The UK Government has now signed agreements for four different types of potential COVID-19 vaccines, totalling 250 million doses.
Last week, Britain agreed deals for 30 million doses of the experimental BioNTech/Pfizer, followed by a deal in principle for 60 million doses of the Valneva vaccine.
Prior to this, an agreement was struck with AstraZeneca for production of 100 million doses of its potential vaccine, which is currently in development with Oxford University.
This new vaccine produced by GSK and Sanofi is based on the existing DNA-based technology used to produce the latter’s seasonal flu vaccine.
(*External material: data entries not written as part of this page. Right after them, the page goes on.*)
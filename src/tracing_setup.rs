//! Tracing subscriber initialization for the `motion-replay` binary.
//!
//! The library only emits events; installing a subscriber is the binary's
//! job. Output goes to stderr so stdout stays a clean JSON-lines stream.
//!
//! # Priority (highest to lowest)
//!
//! 1. `MOTION_LOG` env var (per-target directives, e.g. `motion_sensing=debug,warn`)
//! 2. `RUST_LOG` env var
//! 3. CLI flags (`-v` -> debug, `-q` -> error)
//! 4. Default level: `warn`

use tracing::Level;
use tracing_subscriber::fmt;
use tracing_subscriber::prelude::*;
use tracing_subscriber::util::TryInitError;
use tracing_subscriber::EnvFilter;

/// Env var consulted before `RUST_LOG`.
pub const LOG_ENV_VAR: &str = "MOTION_LOG";

const TARGET_PREFIX: &str = "motion_sensing";

/// Verbosity level derived from CLI flags.
#[derive(Debug, Clone, Copy, PartialEq, Eq)]
pub enum Verbosity {
    /// `--quiet` / `-q`: only errors.
    Quiet,
    /// Default: warnings and above.
    Normal,
    /// `--verbose` / `-v`: debug-level output.
    Verbose,
}

impl Verbosity {
    /// Determine verbosity from the parsed CLI flags. Verbose wins if both are set.
    #[must_use]
    pub const fn from_flags(verbose: bool, quiet: bool) -> Self {
        if verbose {
            Self::Verbose
        } else if quiet {
            Self::Quiet
        } else {
            Self::Normal
        }
    }

    #[must_use]
    pub const fn default_level(self) -> Level {
        match self {
            Self::Quiet => Level::ERROR,
            Self::Normal => Level::WARN,
            Self::Verbose => Level::DEBUG,
        }
    }
}

/// Install the global subscriber. Fails if one is already installed.
pub fn init_subscriber(verbosity: Verbosity, no_color: bool) -> Result<(), TryInitError> {
    let filter = build_env_filter(verbosity);

    let stderr_is_tty = std::io::IsTerminal::is_terminal(&std::io::stderr());
    let use_ansi = !no_color && stderr_is_tty;

    let fmt_layer = fmt::layer()
        .with_writer(std::io::stderr)
        .with_ansi(use_ansi)
        .with_target(true)
        .with_level(true);

    if verbosity == Verbosity::Verbose {
        tracing_subscriber::registry()
            .with(filter)
            .with(fmt_layer.with_timer(fmt::time::uptime()))
            .try_init()
    } else {
        tracing_subscriber::registry()
            .with(filter)
            .with(fmt_layer.without_time().compact())
            .try_init()
    }
}

/// `MOTION_LOG` > `RUST_LOG` > CLI verbosity default.
/// Unparseable env values fall through instead of failing.
fn build_env_filter(verbosity: Verbosity) -> EnvFilter {
    if let Ok(directives) = std::env::var(LOG_ENV_VAR) {
        if let Ok(filter) = EnvFilter::try_new(&directives) {
            return filter;
        }
    }

    if let Ok(filter) = EnvFilter::try_from_default_env() {
        return filter;
    }

    let level = verbosity.default_level();
    let directive = if verbosity == Verbosity::Verbose {
        format!("{level},{TARGET_PREFIX}=debug")
    } else {
        level.to_string()
    };

    EnvFilter::try_new(&directive).unwrap_or_else(|_| EnvFilter::new(level.as_str()))
}
//! Report batching.
//!
//! The sensor delivers samples at its native rate (tens of Hz); consumers
//! only need a fraction of that. The batcher counts ingested samples and
//! surfaces one consolidated [`ActivityReport`] every `batch_size` ticks.

use crate::types::{ActivityReport, ActivityType};

/// Samples per emitted report by default.
pub const DEFAULT_BATCH_SIZE: usize = 3;

/// Emits a report on every Kth tick.
#[derive(Debug, Clone)]
pub struct ReportBatcher {
    batch_size: usize,
    pending: usize,
    emitted: u64,
}

impl ReportBatcher {
    /// Create a batcher. A batch size of 0 is treated as 1.
    pub fn new(batch_size: usize) -> Self {
        Self {
            batch_size: batch_size.max(1),
            pending: 0,
            emitted: 0,
        }
    }

    /// Count one ingested sample; returns the report if this tick closes a batch.
    pub fn tick(
        &mut self,
        step_count: u64,
        activity: ActivityType,
        smoothed: f64,
    ) -> Option<ActivityReport> {
        self.pending += 1;
        if self.pending < self.batch_size {
            return None;
        }

        self.pending = 0;
        self.emitted += 1;
        Some(ActivityReport::new(step_count, activity, smoothed))
    }

    /// Samples counted toward the current batch.
    pub fn pending(&self) -> usize {
        self.pending
    }

    pub fn batch_size(&self) -> usize {
        self.batch_size
    }

    /// Reports emitted since creation.
    pub fn emitted(&self) -> u64 {
        self.emitted
    }
}

impl Default for ReportBatcher {
    fn default() -> Self {
        Self::new(DEFAULT_BATCH_SIZE)
    }
}
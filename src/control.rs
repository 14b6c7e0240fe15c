//! Activity control commands.
//!
//! The host drives the activity channel with named methods. `start` and
//! `reset` zero the step counter; `stop` is acknowledged without touching
//! pipeline state (the sensor registration lives until the stream is
//! cancelled).

use std::fmt;
use std::str::FromStr;

use serde::{Deserialize, Serialize};

use crate::error::SensingError;

/// A command accepted on the activity control channel.
#[derive(Debug, Clone, Copy, PartialEq, Eq, Serialize, Deserialize)]
#[serde(rename_all = "lowercase")]
pub enum ControlCommand {
    Start,
    Stop,
    Reset,
}

impl ControlCommand {
    pub fn method_name(&self) -> &'static str {
        match self {
            ControlCommand::Start => "start",
            ControlCommand::Stop => "stop",
            ControlCommand::Reset => "reset",
        }
    }

    /// Whether this command zeroes the step counter.
    pub fn resets_steps(&self) -> bool {
        matches!(self, ControlCommand::Start | ControlCommand::Reset)
    }
}

impl fmt::Display for ControlCommand {
    fn fmt(&self, f: &mut fmt::Formatter<'_>) -> fmt::Result {
        f.write_str(self.method_name())
    }
}

impl FromStr for ControlCommand {
    type Err = SensingError;

    fn from_str(method: &str) -> Result<Self, Self::Err> {
        match method {
            "start" => Ok(ControlCommand::Start),
            "stop" => Ok(ControlCommand::Stop),
            "reset" => Ok(ControlCommand::Reset),
            other => Err(SensingError::NotImplemented {
                method: other.to_string(),
            }),
        }
    }
}

/// Acknowledgement returned for every handled command.
#[derive(Debug, Clone, Copy, PartialEq, Eq)]
pub struct Ack {
    pub command: ControlCommand,
    /// Step count after the command was applied.
    pub step_count: u64,
}

#[cfg(test)]
mod tests {
    use super::*;

    #[test]
    fn test_parse_known_methods() {
        assert_eq!("start".parse::<ControlCommand>().unwrap(), ControlCommand::Start);
        assert_eq!("stop".parse::<ControlCommand>().unwrap(), ControlCommand::Stop);
        assert_eq!("reset".parse::<ControlCommand>().unwrap(), ControlCommand::Reset);
    }

    #[test]
    fn test_unknown_method_not_implemented() {
        let err = "pause".parse::<ControlCommand>().unwrap_err();
        assert_eq!(err.code(), "NOT_IMPLEMENTED");
        assert!(matches!(err, SensingError::NotImplemented { method } if method == "pause"));
    }

    #[test]
    fn test_method_names_round_trip() {
        for command in [ControlCommand::Start, ControlCommand::Stop, ControlCommand::Reset] {
            assert_eq!(command.to_string().parse::<ControlCommand>().unwrap(), command);
        }
    }

    #[test]
    fn test_only_stop_keeps_steps() {
        assert!(ControlCommand::Start.resets_steps());
        assert!(ControlCommand::Reset.resets_steps());
        assert!(!ControlCommand::Stop.resets_steps());
    }
}
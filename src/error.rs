use std::path::PathBuf;

/// Unified error type for the sensing engine and its platform pass-throughs.
///
/// Collaborator failures (location, biometric, sensor registration) are
/// surfaced verbatim with a stable [`code`](SensingError::code); nothing in
/// this crate retries them. The motion pipeline itself never fails.
#[derive(Debug, thiserror::Error)]
pub enum SensingError {
    /// The required runtime permission has not been granted.
    #[error("Permission denied: location permission has not been granted")]
    PermissionDenied,

    /// The platform has nothing to return (e.g. no last-known location fix).
    #[error("{resource} unavailable")]
    ResourceUnavailable {
        /// What was requested.
        resource: &'static str,
    },

    /// The platform refused the call at runtime despite the permission check.
    #[error("Security error: {message}")]
    SecurityError {
        /// Message reported by the platform.
        message: String,
    },

    /// The device lacks the hardware or enrollment for this capability.
    #[error("{capability} is not supported on this device")]
    Unsupported {
        /// Capability that is missing.
        capability: &'static str,
    },

    /// A control method name that this channel does not handle.
    #[error("Method '{method}' is not implemented")]
    NotImplemented {
        /// Method name as received.
        method: String,
    },

    /// A configuration value failed validation.
    #[error("Invalid config for {field}: {reason}")]
    InvalidConfig {
        /// Offending field.
        field: &'static str,
        /// Why it was rejected.
        reason: String,
    },

    /// A configuration file could not be read.
    #[error("Failed to read config from {path}: {source}")]
    ConfigRead {
        /// Path that was attempted.
        path: PathBuf,
        /// The underlying error.
        #[source]
        source: std::io::Error,
    },

    /// A configuration file is not valid TOML for [`PipelineConfig`](crate::pipeline::PipelineConfig).
    #[error("Failed to parse config: {source}")]
    ConfigParse {
        /// The underlying error.
        #[from]
        source: toml::de::Error,
    },

    /// A record could not be rendered as JSON for the host.
    #[error("Failed to serialize record: {source}")]
    Serialization {
        /// The underlying error.
        #[from]
        source: serde_json::Error,
    },
}

impl SensingError {
    /// Stable machine-readable code forwarded to the host.
    pub fn code(&self) -> &'static str {
        match self {
            SensingError::PermissionDenied => "PERMISSION_DENIED",
            SensingError::ResourceUnavailable { .. } => "NO_LOCATION",
            SensingError::SecurityError { .. } => "SECURITY_ERROR",
            SensingError::Unsupported { .. } => "UNSUPPORTED",
            SensingError::NotImplemented { .. } => "NOT_IMPLEMENTED",
            SensingError::InvalidConfig { .. } => "INVALID_CONFIG",
            SensingError::ConfigRead { .. } => "CONFIG_IO",
            SensingError::ConfigParse { .. } => "CONFIG_PARSE",
            SensingError::Serialization { .. } => "SERIALIZATION",
        }
    }
}

/// Convenience alias used across the crate.
pub type SensingResult<T> = Result<T, SensingError>;

#[cfg(test)]
mod tests {
    use super::*;

    #[test]
    fn test_codes_are_stable() {
        assert_eq!(SensingError::PermissionDenied.code(), "PERMISSION_DENIED");
        assert_eq!(
            SensingError::ResourceUnavailable { resource: "location" }.code(),
            "NO_LOCATION"
        );
        assert_eq!(
            SensingError::SecurityError { message: "revoked".into() }.code(),
            "SECURITY_ERROR"
        );
        assert_eq!(
            SensingError::Unsupported { capability: "biometric" }.code(),
            "UNSUPPORTED"
        );
    }

    #[test]
    fn test_messages_carry_context() {
        let err = SensingError::SecurityError {
            message: "provider revoked".into(),
        };
        assert_eq!(err.to_string(), "Security error: provider revoked");

        let err = SensingError::NotImplemented {
            method: "pause".into(),
        };
        assert!(err.to_string().contains("pause"));
    }

    #[test]
    fn test_json_error_converts_with_question_mark() {
        fn render(raw: &str) -> SensingResult<serde_json::Value> {
            Ok(serde_json::from_str(raw)?)
        }

        let err = render("{not json").unwrap_err();
        assert_eq!(err.code(), "SERIALIZATION");
        assert!(err.to_string().starts_with("Failed to serialize record"));
    }
}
Kate Bingham, chairwoman of the Government’s Vaccines Taskforce, said: “This diversity of vaccine types is important because we do not yet know which, if any, of the different types of vaccine will prove to generate a safe and protective response to Covid-19.
“Whilst this agreement is very good news, we mustn’t be complacent or over-optimistic.
“The fact remains we may never get a vaccine and, if we do get one, we have to be prepared that it may not be a vaccine which prevents getting the virus, but rather one that reduces symptoms.”
Almost 72,000 people have volunteered over the past week to receive information about joining clinical studies to find a vaccine.
But ministers want to significantly ramp up that number, and hope to have half-a-million people signed up by October.